By Pat McGibbon, Chief Knowledge Officer, AMT

POSTED ON 8/20/2020 – “Those who cannot remember the past are condemned to repeat it.” This observation was made by philosopher George Santayana in 1905, but can help manufacturers today avoid mistakes in responding to the impacts of the pandemic. History shows that there are two likely outcomes of the current crisis which relate to manufacturing. First, automation and digital manufacturing technologies will expand sooner and faster than the manufacturing technology market as a whole over the next two years. Second, this growth spurt will lead to changes in the manufacturing workforce throughout the recovery.

University studies point to a strong relationship between recessions and sudden bursts of expansion in automation and digital tech investment. Researchers at the Universities of Zurich and British Columbia found that 88 percent of job loss over the past three recessions occurred in automatable occupations.

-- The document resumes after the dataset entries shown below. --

//! Scripted [`InputDevice`] for exercising the recording core without audio
//! hardware.
//!
//! The test keeps a clone of the [`ScriptedDevice`] and drives it: push
//! fragments, simulate a disconnect, or hold a grant open to test
//! cancellation while the session is still acquiring.

use std::sync::atomic::{AtomicUsize, Ordering};
use std::sync::{Arc, Mutex};
use std::time::Duration;

use async_trait::async_trait;
use tokio::sync::Notify;

use super::device::{
    CaptureConstraints, CaptureError, DeviceClaim, DeviceHandle, DeviceLock, FragmentSink,
    InputDevice, StreamFormat,
};

#[derive(Debug, Clone)]
enum Outcome {
    Grant(StreamFormat),
    Refuse(CaptureError),
}

struct Shared {
    outcome: Mutex<Outcome>,
    /// When set, `acquire` waits on `gate` before answering.
    gated: bool,
    gate: Notify,
    sink: Mutex<Option<FragmentSink>>,
    /// Failure pushed through the sink of the next request before it grants.
    fail_on_open: Mutex<Option<String>>,
    lock: DeviceLock,
    acquire_calls: AtomicUsize,
    open_handles: AtomicUsize,
}

/// Cheap-to-clone scripted input device.
#[derive(Clone)]
pub struct ScriptedDevice {
    shared: Arc<Shared>,
}

impl ScriptedDevice {
    fn with(outcome: Outcome, gated: bool) -> Self {
        Self {
            shared: Arc::new(Shared {
                outcome: Mutex::new(outcome),
                gated,
                gate: Notify::new(),
                sink: Mutex::new(None),
                fail_on_open: Mutex::new(None),
                lock: DeviceLock::new(),
                acquire_calls: AtomicUsize::new(0),
                open_handles: AtomicUsize::new(0),
            }),
        }
    }

    /// Grants every request immediately with 16 kHz mono PCM.
    pub fn granting() -> Self {
        Self::with(Outcome::Grant(StreamFormat::pcm16(16_000, 1)), false)
    }

    /// Refuses every request with `error`.
    pub fn refusing(error: CaptureError) -> Self {
        Self::with(Outcome::Refuse(error), false)
    }

    /// Grants, but only after [`open_gate`](Self::open_gate) is called.
    pub fn gated() -> Self {
        Self::with(Outcome::Grant(StreamFormat::pcm16(16_000, 1)), true)
    }

    /// Change the answer given to later requests.
    pub fn set_refusal(&self, error: Option<CaptureError>) {
        let mut outcome = self.shared.outcome.lock().unwrap();
        *outcome = match error {
            Some(e) => Outcome::Refuse(e),
            None => Outcome::Grant(StreamFormat::pcm16(16_000, 1)),
        };
    }

    /// Let one pending gated request through.
    pub fn open_gate(&self) {
        self.shared.gate.notify_one();
    }

    /// Make the next request report a stream failure before its grant
    /// resolves, as a stream that dies right after opening would.
    pub fn fail_next_open(&self, reason: &str) {
        *self.shared.fail_on_open.lock().unwrap() = Some(reason.to_owned());
    }

    /// Push a fragment through the sink of the most recent request.
    pub fn push(&self, fragment: &[u8]) -> bool {
        match self.shared.sink.lock().unwrap().as_ref() {
            Some(sink) => sink.deliver(fragment.to_vec()),
            None => false,
        }
    }

    /// Simulate a mid-stream disconnect.
    pub fn disconnect(&self, reason: &str) -> bool {
        match self.shared.sink.lock().unwrap().as_ref() {
            Some(sink) => sink.fail(reason),
            None => false,
        }
    }

    pub fn acquire_calls(&self) -> usize {
        self.shared.acquire_calls.load(Ordering::SeqCst)
    }

    pub fn open_handles(&self) -> usize {
        self.shared.open_handles.load(Ordering::SeqCst)
    }
}

#[async_trait]
impl InputDevice for ScriptedDevice {
    async fn acquire(
        &self,
        _constraints: &CaptureConstraints,
        sink: FragmentSink,
    ) -> Result<Box<dyn DeviceHandle>, CaptureError> {
        self.shared.acquire_calls.fetch_add(1, Ordering::SeqCst);

        let early_failure = self.shared.fail_on_open.lock().unwrap().take();
        if let Some(reason) = early_failure {
            sink.fail(reason);
            tokio::time::sleep(Duration::from_millis(20)).await;
        }
        // The stream is considered live from here on, grant or not.
        *self.shared.sink.lock().unwrap() = Some(sink);

        if self.shared.gated {
            self.shared.gate.notified().await;
        }

        let outcome = self.shared.outcome.lock().unwrap().clone();
        match outcome {
            Outcome::Refuse(e) => Err(e),
            Outcome::Grant(format) => {
                let claim = self.shared.lock.claim()?;
                self.shared.open_handles.fetch_add(1, Ordering::SeqCst);
                Ok(Box::new(ScriptedHandle {
                    format,
                    claim: Some(claim),
                    shared: Arc::clone(&self.shared),
                }))
            }
        }
    }

    fn name(&self) -> &str {
        "scripted"
    }
}

struct ScriptedHandle {
    format: StreamFormat,
    claim: Option<DeviceClaim>,
    shared: Arc<Shared>,
}

impl DeviceHandle for ScriptedHandle {
    fn format(&self) -> StreamFormat {
        self.format
    }

    fn release(&mut self) {
        if self.claim.take().is_some() {
            self.shared.open_handles.fetch_sub(1, Ordering::SeqCst);
        }
    }

    fn is_open(&self) -> bool {
        self.claim.is_some()
    }
}

impl Drop for ScriptedHandle {
    fn drop(&mut self) {
        self.release();
    }
}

Evidence to corroborate this research exists in the manufacturing technology market. Computer numerically controlled (CNC) machines represented about a third of U.S. production and consumption of manufacturing technology in the years just before the 1981-82 recession. CNC machines grew steadily, but slowly, as a percentage of U.S. manufacturing technology production and consumption since the early 1970s. But during the recession, CNC machines jumped from 33 percent of manufacturing technology production to 41 percent and remained at that level until the stock market crash of 1987. CNC machines’ share of production and consumption jumped 14 points in less than two years during the recovery from the 1987 crash. Most recently, the decline and rebound of orders for robots, automation, and new technology (i.e., horizontal CNC B-axis lathes) were much less dramatic than the 60 percent drop that overall manufacturing technology orders experienced during the Great Recession of 2009. As an example, two years out from the start of the recession, robot and and CNC B-axis lathe orders were up five and 13 percent, respectively, from their 2008 levels while the manufacturing technology market was still 25 percent shy of its 2008 mark.